What you have to do:
Every line of the records below from the line with "Document uniqueness |" up to and including the line with "Pinecone | index" must be reproduced exactly, and no line outside that range.
....
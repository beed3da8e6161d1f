//! # vectorhub
//!
//! Pluggable vector similarity search over PostgreSQL/pgvector, Pinecone
//! and Weaviate.
//!
//! Callers create named, fixed-dimension collections, add embeddings with
//! metadata, and run k-NN searches with equality filters. Results always
//! carry cosine similarity (higher is better) whichever backend runs
//! underneath.
//!
//! ## Quick Start
//!
//! ```ignore
//! use vectorhub::prelude::*;
//!
//! let store = VectorStore::ephemeral()?;
//! let owner = OwnerId::from("alice");
//!
//! let docs = store.create_collection(&owner, "docs", 3).await?;
//! store
//!     .add_vectors(&owner, docs.id, vec![
//!         VectorRecord::new(vec![1.0, 0.0, 0.0]).with_document_id("a"),
//!         VectorRecord::new(vec![0.0, 1.0, 0.0]).with_document_id("b"),
//!     ])
//!     .await?;
//!
//! let hits = store
//!     .search(&owner, docs.id, SearchQuery::new(vec![1.0, 0.0, 0.0]).with_top_k(1))
//!     .await?;
//! assert_eq!(hits[0].document_id.as_deref(), Some("a"));
//! ```
//!
//! ## Backends
//!
//! The backend is picked once, from [`BackendConfig`]:
//!
//! | Backend | Physical unit | Vector ids | Document uniqueness |
//! |---------|---------------|------------|---------------------|
//! | PostgreSQL + pgvector | table `vh_c{id}` | integers | strict (UNIQUE) |
//! | Pinecone | index `vh-c{id}` | UUIDs | relaxed (UUIDv5 overwrite) |
//! | Weaviate | class `VhC{id}` | UUIDs | relaxed (UUIDv5 overwrite) |
//! | Memory | process memory | integers | strict |
//!
//! ## Crates
//!
//! - `vectorhub-core`: data model, errors, validation, ranking
//! - `vectorhub-backends`: the [`VectorBackend`] trait and adapters
//! - `vectorhub-registry`: durable collection registry

#![warn(missing_docs)]

mod config;
mod error;
mod ingest;
mod query;
mod store;

pub mod prelude;

// Re-export main entry points
pub use store::{VectorStore, VectorStoreBuilder};
pub use config::{
    RegistryConfig, VectorStoreConfig, DEFAULT_MAX_CONCURRENT_BATCHES, DEFAULT_MAX_TOP_K,
    DEFAULT_REQUEST_TIMEOUT, DEFAULT_TIE_OVERFETCH,
};
pub use error::{Error, ErrorKind, Result, VectorError, VectorResult};

// Re-export the data model
pub use vectorhub_core::{
    cosine_similarity, document_vector_id, metadata_from_json, metadata_to_json, rank_results,
    BackendType, Collection, CollectionId, CollectionOptions, CollectionRef, CollectionStats,
    CollectionSummary, CollectionUpdate, EqualityFilter, FilterCondition, IngestReport, Metadata,
    MetadataFilter, MetadataValue, OwnerId, Page, RecordOutcome, SearchQuery, SearchResult,
    VectorEntry, VectorId, VectorRecord, DEFAULT_PAGE_LIMIT, DEFAULT_TOP_K, MAX_PAGE_LIMIT,
};

// Re-export backends
pub use vectorhub_backends::{
    BackendCapabilities, BackendConfig, BackendQuery, MemoryBackend, PineconeBackend,
    PostgresBackend, VectorBackend, WeaviateBackend,
};

// Re-export registry persistence
pub use vectorhub_registry::{
    FileMetadataStore, MemoryMetadataStore, MetadataStore, RegistrySnapshot,
};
....
Written answer:
//! | Backend | Physical unit | Vector ids | Document uniqueness |
//! |---------|---------------|------------|---------------------|
//! | PostgreSQL + pgvector | table `vh_c{id}` | integers | strict (UNIQUE) |
//! | Pinecone | index `vh-c{id}` | UUIDs | relaxed (UUIDv5 overwrite) |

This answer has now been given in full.